• DATA TO PROCESS:
------------------------------------
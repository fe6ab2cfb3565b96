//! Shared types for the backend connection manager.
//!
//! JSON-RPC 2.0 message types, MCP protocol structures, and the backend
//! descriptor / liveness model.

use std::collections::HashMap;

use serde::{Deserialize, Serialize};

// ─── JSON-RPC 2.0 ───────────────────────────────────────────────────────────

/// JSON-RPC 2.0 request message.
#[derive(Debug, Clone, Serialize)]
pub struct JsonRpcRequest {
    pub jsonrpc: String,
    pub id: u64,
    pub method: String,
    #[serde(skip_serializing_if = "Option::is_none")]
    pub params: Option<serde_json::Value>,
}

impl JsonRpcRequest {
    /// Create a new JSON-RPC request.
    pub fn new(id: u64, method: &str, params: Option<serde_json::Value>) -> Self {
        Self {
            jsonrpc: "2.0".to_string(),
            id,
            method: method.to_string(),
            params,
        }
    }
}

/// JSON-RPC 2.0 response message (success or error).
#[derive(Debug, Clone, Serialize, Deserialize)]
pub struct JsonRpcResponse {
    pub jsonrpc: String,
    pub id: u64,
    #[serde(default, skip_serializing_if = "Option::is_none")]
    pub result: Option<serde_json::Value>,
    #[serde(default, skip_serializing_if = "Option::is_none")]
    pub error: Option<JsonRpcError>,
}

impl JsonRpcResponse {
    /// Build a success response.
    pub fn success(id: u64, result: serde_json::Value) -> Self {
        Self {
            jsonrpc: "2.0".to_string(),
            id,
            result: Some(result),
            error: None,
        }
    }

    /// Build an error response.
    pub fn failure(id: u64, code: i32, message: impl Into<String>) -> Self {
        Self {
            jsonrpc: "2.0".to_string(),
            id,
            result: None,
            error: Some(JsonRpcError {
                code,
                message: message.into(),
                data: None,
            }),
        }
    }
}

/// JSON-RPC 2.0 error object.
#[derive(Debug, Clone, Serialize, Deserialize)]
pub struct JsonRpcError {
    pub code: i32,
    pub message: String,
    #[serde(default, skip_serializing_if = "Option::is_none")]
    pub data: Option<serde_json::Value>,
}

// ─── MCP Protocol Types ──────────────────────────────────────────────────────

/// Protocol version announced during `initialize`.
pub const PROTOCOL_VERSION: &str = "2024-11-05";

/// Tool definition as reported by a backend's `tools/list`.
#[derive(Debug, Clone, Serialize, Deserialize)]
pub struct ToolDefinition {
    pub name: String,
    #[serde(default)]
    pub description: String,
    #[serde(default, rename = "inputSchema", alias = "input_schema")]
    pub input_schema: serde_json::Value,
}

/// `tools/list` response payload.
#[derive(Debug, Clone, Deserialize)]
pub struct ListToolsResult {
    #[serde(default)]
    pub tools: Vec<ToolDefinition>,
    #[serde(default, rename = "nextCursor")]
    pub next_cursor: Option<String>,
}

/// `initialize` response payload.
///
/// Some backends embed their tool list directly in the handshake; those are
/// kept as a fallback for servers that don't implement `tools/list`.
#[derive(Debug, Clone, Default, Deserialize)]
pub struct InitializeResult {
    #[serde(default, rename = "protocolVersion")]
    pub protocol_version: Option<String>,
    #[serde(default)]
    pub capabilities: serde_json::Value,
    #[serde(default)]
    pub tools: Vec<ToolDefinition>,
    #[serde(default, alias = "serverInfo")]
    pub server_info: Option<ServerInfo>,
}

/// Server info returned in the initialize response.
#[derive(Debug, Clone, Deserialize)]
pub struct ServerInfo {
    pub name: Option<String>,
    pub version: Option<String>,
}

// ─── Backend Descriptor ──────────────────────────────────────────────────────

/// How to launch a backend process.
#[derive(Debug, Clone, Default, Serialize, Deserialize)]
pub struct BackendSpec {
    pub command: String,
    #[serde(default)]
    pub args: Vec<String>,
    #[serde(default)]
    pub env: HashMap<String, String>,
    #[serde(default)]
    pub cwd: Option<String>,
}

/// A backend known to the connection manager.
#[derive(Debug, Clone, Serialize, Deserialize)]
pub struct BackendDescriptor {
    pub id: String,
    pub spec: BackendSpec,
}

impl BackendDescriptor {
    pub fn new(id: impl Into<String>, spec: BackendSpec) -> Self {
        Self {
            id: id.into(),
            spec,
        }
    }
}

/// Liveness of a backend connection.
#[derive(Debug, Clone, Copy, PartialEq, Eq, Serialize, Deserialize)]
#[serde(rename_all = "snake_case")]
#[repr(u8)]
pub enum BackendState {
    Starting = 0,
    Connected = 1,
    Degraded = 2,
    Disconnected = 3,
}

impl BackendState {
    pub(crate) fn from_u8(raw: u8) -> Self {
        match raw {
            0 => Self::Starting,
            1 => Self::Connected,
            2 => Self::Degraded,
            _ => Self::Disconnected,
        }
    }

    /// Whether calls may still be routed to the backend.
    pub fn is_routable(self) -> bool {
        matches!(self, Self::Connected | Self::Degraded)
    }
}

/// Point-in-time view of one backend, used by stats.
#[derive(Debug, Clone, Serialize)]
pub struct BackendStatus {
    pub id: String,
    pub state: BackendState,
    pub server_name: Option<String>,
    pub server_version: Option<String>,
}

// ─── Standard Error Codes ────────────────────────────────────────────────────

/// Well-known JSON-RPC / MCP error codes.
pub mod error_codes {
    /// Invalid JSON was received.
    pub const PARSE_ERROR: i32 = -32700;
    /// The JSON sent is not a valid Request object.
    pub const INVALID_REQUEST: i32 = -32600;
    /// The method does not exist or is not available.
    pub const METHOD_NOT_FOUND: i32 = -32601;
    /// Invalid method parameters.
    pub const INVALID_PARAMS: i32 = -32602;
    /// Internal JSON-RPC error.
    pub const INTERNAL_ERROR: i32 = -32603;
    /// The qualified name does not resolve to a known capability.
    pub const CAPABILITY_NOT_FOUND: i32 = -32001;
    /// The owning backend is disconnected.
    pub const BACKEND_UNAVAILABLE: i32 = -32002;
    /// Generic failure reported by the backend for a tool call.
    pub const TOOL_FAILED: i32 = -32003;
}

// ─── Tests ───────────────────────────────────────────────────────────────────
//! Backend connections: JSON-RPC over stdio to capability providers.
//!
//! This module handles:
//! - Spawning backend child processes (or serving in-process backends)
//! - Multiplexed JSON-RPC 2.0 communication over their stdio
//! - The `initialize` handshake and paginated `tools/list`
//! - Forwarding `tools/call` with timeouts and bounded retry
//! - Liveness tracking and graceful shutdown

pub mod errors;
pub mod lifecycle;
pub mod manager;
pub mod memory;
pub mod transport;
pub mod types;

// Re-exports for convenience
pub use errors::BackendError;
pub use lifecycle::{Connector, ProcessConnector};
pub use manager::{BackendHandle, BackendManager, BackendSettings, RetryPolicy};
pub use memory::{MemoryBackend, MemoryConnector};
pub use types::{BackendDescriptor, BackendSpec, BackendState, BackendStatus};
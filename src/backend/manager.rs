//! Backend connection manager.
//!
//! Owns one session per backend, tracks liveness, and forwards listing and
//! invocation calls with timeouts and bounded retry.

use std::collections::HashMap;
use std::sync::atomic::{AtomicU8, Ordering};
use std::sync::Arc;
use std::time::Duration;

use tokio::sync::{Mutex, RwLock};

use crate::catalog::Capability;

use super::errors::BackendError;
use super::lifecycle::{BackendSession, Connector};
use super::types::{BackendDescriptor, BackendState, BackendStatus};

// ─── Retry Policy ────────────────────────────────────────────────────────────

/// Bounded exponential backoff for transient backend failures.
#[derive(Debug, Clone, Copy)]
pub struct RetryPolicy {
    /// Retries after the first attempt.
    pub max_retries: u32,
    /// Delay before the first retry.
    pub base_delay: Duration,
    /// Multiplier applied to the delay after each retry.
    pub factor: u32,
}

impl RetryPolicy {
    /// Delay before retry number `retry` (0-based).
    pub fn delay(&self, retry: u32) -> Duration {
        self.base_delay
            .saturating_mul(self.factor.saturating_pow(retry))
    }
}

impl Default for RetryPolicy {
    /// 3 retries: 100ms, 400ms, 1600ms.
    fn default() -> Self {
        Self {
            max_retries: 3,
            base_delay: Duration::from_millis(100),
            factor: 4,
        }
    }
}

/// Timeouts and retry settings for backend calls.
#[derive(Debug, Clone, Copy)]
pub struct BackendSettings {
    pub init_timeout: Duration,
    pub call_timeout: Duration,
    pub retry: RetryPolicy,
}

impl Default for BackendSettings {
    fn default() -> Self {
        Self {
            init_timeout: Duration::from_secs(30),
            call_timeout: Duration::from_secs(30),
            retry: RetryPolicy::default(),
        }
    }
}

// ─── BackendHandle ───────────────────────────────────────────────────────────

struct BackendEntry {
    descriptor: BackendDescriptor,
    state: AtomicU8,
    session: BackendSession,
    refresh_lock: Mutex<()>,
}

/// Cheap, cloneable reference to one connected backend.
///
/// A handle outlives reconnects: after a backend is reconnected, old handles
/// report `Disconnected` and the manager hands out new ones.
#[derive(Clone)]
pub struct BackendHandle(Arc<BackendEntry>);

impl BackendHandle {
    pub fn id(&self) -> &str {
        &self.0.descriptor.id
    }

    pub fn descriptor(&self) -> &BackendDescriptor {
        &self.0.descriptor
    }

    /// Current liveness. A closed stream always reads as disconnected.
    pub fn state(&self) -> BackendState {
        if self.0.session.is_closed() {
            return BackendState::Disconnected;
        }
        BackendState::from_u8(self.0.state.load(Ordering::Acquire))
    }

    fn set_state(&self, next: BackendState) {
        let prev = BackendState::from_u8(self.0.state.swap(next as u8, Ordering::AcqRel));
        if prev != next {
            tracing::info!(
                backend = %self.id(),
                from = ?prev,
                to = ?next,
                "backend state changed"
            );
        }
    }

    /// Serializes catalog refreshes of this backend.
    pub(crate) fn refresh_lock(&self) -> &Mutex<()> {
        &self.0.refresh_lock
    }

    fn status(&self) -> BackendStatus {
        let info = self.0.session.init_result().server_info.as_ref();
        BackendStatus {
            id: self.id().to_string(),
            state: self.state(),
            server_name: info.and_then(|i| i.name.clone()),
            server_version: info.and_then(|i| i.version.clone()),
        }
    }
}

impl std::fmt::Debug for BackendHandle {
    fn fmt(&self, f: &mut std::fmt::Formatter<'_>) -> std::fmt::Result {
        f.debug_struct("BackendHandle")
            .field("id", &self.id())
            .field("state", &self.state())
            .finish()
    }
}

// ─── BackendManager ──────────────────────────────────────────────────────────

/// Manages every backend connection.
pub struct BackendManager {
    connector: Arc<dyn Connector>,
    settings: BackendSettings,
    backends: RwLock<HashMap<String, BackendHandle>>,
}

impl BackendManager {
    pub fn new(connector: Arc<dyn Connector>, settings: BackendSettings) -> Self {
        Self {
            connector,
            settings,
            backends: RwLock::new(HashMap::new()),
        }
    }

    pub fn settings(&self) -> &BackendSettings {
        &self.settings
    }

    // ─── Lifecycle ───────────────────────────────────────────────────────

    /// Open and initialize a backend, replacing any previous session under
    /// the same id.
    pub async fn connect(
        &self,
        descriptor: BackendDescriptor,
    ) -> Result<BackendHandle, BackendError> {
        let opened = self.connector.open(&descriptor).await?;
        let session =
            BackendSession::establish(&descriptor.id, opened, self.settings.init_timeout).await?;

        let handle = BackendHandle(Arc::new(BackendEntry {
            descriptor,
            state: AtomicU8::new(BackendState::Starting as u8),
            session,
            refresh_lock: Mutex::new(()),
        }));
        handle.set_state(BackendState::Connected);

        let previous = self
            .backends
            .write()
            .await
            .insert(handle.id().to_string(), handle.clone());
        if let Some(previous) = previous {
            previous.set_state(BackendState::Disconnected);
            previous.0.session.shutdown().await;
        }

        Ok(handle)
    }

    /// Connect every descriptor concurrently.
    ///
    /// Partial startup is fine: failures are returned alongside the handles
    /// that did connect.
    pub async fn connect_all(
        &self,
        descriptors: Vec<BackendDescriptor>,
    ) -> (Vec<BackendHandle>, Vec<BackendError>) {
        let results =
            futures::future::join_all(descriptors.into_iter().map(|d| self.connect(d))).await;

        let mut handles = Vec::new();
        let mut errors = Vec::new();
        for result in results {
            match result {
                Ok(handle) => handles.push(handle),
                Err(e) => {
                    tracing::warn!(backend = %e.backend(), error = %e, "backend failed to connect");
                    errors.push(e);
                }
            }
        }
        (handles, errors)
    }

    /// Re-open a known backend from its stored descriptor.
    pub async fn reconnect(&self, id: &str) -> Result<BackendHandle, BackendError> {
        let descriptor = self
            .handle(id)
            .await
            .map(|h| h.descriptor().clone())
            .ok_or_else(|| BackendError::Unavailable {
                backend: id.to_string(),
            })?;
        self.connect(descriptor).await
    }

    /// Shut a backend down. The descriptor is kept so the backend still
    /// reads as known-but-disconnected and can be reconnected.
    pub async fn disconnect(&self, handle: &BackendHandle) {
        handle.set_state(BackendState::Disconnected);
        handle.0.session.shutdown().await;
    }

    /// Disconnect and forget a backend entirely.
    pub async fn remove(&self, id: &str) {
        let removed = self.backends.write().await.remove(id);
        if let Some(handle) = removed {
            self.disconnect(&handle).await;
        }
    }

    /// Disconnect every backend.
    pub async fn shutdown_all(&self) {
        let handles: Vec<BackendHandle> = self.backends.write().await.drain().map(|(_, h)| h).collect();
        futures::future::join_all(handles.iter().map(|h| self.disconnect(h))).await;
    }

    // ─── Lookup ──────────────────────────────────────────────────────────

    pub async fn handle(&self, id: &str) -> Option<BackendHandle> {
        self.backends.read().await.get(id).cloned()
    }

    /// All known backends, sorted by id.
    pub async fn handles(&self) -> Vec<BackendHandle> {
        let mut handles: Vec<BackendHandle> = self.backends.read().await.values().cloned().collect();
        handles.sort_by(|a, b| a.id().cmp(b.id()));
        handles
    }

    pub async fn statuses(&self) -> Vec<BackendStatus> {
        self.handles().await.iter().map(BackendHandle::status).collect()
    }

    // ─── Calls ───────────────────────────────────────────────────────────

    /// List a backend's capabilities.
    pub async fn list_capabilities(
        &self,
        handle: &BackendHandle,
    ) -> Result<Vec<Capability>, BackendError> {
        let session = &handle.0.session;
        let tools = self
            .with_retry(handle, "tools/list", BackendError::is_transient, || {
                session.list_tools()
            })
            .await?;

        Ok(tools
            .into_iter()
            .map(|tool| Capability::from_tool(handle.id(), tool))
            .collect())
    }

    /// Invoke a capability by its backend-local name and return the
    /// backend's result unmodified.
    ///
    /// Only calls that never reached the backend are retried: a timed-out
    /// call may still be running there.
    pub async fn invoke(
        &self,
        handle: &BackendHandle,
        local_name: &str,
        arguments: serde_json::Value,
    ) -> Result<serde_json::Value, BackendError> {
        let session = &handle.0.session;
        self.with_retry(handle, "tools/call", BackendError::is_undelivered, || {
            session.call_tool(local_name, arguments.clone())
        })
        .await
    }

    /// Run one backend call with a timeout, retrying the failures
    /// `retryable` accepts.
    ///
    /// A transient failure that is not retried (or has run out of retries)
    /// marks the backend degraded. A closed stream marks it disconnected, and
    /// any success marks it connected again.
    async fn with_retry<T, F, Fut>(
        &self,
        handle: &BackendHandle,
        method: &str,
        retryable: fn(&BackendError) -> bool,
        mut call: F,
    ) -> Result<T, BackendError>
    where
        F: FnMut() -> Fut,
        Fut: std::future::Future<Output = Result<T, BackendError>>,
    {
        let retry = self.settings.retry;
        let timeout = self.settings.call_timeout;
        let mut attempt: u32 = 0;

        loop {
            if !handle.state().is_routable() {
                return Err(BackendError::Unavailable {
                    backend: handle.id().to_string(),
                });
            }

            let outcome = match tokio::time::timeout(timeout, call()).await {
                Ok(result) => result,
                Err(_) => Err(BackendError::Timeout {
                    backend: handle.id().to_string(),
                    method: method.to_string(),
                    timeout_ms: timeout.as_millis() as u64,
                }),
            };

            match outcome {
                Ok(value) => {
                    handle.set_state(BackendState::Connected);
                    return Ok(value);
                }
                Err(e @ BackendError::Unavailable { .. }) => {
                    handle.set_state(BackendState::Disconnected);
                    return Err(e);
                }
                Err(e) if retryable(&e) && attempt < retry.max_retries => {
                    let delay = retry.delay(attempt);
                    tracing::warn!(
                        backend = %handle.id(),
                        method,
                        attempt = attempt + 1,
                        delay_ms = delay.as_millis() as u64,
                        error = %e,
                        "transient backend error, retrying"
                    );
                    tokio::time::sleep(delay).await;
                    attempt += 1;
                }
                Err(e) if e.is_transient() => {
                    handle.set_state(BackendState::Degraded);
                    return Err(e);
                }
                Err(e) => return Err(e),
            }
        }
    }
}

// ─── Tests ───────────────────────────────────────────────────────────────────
------------------------------------
• TO DO: Given the records above, restate word for word only the lines starting at the one with "its stored descriptor." and ending at the one with "pub async fn handles(&self)".

• RESPONSE TO THIS TASK:
    /// Re-open a known backend from its stored descriptor.
    pub async fn reconnect(&self, id: &str) -> Result<BackendHandle, BackendError> {
        let descriptor = self
            .handle(id)
            .await
            .map(|h| h.descriptor().clone())
            .ok_or_else(|| BackendError::Unavailable {
                backend: id.to_string(),
            })?;
        self.connect(descriptor).await
    }

    /// Shut a backend down. The descriptor is kept so the backend still
    /// reads as known-but-disconnected and can be reconnected.
    pub async fn disconnect(&self, handle: &BackendHandle) {
        handle.set_state(BackendState::Disconnected);
        handle.0.session.shutdown().await;
    }

    /// Disconnect and forget a backend entirely.
    pub async fn remove(&self, id: &str) {
        let removed = self.backends.write().await.remove(id);
        if let Some(handle) = removed {
            self.disconnect(&handle).await;
        }
    }

    /// Disconnect every backend.
    pub async fn shutdown_all(&self) {
        let handles: Vec<BackendHandle> = self.backends.write().await.drain().map(|(_, h)| h).collect();
        futures::future::join_all(handles.iter().map(|h| self.disconnect(h))).await;
    }

    // ─── Lookup ──────────────────────────────────────────────────────────

    pub async fn handle(&self, id: &str) -> Option<BackendHandle> {
        self.backends.read().await.get(id).cloned()
    }

    /// All known backends, sorted by id.
    pub async fn handles(&self) -> Vec<BackendHandle> {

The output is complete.